What is being asked: Please check every line of the listing for "queueLimit" and copy each line where it is found.

Records supplied:
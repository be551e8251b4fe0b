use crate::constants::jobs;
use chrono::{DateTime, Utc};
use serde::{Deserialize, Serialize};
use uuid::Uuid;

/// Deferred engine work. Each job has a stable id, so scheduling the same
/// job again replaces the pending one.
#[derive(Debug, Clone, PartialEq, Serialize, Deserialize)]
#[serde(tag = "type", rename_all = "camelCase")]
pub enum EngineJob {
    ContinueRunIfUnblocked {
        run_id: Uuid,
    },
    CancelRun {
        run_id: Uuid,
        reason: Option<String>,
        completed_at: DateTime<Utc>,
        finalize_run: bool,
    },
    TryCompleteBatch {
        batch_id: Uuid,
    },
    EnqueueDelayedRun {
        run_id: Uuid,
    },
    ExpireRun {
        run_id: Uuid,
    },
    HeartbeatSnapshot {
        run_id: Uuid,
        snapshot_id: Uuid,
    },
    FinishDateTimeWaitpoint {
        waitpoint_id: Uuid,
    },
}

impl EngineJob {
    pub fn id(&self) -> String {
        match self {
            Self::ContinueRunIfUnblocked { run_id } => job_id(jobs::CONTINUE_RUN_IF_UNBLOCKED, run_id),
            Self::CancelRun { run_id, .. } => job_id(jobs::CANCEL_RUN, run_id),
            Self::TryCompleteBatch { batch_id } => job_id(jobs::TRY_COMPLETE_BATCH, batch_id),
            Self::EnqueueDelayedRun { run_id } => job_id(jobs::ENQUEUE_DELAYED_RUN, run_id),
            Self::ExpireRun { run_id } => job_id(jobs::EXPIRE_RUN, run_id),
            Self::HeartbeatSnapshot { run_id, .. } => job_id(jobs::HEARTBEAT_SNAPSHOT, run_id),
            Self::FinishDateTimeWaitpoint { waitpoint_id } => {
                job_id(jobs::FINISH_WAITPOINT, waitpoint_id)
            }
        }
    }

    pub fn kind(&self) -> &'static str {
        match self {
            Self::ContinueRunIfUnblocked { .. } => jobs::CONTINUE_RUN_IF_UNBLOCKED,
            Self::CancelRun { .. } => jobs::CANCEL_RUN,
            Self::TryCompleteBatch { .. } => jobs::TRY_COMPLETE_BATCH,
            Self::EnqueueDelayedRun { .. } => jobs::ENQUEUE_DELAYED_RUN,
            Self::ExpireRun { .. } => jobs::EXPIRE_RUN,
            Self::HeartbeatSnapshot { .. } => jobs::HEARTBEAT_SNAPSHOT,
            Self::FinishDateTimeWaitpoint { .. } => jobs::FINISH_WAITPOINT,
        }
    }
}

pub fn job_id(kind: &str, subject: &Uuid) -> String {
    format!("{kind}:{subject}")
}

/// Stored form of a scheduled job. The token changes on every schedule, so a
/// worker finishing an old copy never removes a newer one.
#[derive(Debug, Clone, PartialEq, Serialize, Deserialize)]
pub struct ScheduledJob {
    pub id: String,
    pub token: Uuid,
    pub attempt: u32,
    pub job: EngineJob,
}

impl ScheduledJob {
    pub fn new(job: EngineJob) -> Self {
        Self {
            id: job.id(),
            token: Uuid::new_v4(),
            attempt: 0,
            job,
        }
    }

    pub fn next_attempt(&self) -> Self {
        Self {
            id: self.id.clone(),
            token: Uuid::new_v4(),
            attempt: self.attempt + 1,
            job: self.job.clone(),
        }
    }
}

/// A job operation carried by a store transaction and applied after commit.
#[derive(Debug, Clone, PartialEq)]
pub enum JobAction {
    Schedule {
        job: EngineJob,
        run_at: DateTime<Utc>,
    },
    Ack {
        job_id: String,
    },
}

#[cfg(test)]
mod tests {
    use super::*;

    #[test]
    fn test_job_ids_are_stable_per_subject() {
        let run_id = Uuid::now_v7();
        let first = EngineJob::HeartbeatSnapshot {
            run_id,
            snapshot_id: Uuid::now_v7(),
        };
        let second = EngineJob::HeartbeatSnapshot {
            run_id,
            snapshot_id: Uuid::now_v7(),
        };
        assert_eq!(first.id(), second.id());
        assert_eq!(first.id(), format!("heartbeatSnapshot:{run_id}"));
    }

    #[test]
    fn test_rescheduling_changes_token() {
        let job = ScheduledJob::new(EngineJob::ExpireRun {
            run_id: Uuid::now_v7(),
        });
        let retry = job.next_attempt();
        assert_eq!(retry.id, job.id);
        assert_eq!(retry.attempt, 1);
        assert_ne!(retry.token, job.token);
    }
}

==

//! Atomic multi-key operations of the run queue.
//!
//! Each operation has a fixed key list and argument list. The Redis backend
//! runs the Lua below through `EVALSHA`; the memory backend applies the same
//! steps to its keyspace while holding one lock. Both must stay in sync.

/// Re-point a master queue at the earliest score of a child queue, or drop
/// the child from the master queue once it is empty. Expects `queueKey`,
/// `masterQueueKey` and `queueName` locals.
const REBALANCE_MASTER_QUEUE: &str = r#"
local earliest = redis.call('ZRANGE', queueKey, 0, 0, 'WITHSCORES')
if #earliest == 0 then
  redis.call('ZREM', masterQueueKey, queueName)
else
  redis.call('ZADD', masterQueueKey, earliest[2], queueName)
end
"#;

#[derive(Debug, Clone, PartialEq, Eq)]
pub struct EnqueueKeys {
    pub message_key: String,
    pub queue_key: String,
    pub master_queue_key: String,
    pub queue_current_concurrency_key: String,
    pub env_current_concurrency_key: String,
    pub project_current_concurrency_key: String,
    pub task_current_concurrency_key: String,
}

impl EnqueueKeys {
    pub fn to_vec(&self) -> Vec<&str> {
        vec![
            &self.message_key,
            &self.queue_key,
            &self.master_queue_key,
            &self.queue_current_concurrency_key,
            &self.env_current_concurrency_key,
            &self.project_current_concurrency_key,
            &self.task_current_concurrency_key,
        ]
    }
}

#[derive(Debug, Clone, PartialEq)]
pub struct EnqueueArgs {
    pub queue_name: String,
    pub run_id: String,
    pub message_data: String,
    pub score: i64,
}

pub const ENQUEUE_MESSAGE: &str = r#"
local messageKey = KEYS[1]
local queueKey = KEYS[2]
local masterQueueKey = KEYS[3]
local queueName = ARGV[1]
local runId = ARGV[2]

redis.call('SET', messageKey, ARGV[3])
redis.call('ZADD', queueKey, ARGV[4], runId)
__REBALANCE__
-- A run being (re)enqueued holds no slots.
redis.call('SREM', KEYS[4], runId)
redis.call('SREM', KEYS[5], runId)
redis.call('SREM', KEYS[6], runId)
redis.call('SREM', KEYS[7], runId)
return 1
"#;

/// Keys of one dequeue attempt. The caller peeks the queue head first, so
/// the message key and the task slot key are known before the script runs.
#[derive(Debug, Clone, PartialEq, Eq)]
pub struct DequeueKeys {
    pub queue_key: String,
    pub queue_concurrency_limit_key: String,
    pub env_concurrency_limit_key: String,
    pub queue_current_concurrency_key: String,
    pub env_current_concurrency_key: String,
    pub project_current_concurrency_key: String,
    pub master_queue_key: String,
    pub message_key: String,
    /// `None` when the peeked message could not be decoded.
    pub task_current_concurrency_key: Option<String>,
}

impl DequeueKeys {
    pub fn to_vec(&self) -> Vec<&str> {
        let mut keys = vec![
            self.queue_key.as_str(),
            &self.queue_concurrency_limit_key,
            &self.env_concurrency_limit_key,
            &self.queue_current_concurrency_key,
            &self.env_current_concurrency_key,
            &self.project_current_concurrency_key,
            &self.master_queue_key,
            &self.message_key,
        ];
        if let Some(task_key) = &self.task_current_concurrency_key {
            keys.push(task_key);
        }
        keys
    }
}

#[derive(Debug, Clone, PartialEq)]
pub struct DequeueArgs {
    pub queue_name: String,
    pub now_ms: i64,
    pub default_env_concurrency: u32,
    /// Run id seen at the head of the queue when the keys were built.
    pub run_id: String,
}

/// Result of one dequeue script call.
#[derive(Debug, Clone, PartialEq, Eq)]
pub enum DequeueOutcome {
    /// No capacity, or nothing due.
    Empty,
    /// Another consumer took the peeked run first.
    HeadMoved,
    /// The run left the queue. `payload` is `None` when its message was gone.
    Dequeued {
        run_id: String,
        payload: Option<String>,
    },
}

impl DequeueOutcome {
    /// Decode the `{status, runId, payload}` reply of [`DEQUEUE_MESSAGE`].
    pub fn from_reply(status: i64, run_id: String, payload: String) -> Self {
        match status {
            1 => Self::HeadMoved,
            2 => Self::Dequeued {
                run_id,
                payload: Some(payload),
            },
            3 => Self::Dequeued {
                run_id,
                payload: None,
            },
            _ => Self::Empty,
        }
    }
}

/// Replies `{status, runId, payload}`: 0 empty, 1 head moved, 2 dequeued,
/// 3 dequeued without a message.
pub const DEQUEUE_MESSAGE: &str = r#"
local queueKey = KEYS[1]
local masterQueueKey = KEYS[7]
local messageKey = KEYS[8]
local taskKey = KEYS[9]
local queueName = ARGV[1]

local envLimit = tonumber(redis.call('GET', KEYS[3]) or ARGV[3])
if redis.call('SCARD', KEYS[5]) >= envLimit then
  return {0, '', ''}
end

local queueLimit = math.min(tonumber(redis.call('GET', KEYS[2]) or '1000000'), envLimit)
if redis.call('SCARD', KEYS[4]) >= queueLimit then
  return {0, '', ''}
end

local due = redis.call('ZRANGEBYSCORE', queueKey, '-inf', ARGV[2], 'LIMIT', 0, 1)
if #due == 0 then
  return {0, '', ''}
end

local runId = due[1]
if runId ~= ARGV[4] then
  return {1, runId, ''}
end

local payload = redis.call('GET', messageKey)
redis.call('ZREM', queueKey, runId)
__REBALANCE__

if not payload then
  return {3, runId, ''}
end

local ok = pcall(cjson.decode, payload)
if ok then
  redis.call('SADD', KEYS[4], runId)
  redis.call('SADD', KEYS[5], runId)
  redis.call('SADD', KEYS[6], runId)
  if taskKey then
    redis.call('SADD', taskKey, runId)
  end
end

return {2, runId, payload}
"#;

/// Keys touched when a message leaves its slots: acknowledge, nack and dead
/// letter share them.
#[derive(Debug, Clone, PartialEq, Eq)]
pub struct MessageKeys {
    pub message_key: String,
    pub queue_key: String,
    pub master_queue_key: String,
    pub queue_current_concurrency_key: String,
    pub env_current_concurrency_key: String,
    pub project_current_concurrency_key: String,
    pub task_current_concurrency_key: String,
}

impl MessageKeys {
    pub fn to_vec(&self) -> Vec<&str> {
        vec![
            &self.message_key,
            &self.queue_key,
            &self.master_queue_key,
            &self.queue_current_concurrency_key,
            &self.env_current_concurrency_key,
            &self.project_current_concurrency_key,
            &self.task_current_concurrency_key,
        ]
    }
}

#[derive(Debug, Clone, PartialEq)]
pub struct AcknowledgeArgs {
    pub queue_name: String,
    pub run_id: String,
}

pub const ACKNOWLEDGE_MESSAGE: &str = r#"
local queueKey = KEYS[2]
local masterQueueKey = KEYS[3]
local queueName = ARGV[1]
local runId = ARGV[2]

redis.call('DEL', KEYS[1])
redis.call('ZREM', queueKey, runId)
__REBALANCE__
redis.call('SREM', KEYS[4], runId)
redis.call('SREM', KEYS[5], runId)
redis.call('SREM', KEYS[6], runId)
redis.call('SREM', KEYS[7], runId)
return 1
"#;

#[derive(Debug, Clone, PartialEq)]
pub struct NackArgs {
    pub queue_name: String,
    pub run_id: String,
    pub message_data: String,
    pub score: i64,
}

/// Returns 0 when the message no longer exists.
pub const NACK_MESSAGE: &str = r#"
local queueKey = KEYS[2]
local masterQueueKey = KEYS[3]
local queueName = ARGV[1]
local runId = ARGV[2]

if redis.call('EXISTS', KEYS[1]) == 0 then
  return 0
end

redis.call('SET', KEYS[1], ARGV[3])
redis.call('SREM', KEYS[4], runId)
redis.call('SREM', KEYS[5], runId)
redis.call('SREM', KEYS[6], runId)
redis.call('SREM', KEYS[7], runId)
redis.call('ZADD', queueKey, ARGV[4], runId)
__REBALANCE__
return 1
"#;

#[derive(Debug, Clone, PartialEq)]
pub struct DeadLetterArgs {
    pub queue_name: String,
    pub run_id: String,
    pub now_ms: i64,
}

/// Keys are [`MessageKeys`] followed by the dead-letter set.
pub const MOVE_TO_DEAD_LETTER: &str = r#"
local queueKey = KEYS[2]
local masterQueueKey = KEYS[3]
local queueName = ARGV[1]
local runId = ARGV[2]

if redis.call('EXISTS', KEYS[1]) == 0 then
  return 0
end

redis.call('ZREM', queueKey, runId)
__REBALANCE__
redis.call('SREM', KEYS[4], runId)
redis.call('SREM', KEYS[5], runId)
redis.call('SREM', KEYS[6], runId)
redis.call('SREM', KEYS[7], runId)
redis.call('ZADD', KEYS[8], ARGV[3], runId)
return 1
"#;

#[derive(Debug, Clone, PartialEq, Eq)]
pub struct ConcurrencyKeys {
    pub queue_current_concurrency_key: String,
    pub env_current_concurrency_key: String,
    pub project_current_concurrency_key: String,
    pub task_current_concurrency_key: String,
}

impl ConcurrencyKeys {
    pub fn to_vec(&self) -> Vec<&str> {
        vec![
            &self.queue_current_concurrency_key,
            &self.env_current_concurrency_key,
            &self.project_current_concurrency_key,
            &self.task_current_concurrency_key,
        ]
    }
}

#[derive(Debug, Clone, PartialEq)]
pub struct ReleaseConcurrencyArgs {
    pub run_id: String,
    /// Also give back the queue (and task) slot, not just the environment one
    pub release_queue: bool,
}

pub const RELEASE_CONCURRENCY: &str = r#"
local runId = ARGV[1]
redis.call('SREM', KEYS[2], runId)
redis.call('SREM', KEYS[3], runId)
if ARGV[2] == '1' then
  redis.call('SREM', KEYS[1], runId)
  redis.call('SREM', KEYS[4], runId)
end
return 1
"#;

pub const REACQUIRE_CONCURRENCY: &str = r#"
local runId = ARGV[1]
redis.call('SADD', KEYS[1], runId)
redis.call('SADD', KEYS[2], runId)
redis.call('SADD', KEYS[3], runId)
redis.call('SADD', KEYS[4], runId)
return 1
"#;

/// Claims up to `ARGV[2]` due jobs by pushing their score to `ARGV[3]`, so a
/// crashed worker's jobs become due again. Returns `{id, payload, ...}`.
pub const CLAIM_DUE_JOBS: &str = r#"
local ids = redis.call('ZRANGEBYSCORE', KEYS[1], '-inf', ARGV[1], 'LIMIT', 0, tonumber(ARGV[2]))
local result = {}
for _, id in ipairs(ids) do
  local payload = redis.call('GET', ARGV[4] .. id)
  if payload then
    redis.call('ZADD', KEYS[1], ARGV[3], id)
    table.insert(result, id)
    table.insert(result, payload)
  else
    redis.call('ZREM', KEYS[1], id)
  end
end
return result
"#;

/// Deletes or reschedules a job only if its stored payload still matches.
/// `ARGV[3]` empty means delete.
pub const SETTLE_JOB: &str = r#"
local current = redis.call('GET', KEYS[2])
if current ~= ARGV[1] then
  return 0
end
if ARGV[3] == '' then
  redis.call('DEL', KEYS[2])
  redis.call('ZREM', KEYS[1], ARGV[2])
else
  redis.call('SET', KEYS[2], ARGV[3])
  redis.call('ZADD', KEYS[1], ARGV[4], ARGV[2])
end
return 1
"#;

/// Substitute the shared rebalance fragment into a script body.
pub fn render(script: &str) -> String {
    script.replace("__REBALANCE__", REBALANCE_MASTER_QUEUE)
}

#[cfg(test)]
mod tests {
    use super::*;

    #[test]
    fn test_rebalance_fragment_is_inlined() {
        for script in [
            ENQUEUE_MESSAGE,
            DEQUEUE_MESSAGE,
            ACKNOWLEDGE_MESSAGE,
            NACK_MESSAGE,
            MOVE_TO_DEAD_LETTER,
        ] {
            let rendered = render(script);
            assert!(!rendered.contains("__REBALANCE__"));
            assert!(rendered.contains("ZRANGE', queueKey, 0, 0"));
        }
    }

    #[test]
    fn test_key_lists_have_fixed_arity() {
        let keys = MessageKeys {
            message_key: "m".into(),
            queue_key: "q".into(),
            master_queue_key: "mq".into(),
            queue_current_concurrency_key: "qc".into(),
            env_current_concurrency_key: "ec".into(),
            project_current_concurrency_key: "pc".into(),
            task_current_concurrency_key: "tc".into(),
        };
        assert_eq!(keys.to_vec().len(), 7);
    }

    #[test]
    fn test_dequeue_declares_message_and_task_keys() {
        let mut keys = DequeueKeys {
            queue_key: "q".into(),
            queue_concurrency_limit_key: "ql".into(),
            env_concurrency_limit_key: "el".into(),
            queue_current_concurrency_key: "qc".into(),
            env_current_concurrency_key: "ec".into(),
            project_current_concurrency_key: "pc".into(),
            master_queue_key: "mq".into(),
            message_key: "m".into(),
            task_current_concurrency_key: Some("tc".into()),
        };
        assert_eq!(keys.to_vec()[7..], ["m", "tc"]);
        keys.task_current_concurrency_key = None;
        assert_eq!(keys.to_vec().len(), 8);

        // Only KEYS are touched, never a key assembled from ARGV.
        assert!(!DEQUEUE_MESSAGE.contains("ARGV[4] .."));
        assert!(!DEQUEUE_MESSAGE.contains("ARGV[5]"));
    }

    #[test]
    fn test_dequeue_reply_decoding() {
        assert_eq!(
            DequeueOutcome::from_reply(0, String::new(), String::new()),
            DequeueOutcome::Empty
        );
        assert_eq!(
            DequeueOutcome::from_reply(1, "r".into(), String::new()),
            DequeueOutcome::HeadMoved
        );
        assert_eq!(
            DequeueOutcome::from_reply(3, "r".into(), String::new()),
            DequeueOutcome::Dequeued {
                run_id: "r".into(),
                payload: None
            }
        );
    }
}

Answer to this problem:
local queueLimit = math.min(tonumber(redis.call('GET', KEYS[2]) or '1000000'), envLimit)
if redis.call('SCARD', KEYS[4]) >= queueLimit then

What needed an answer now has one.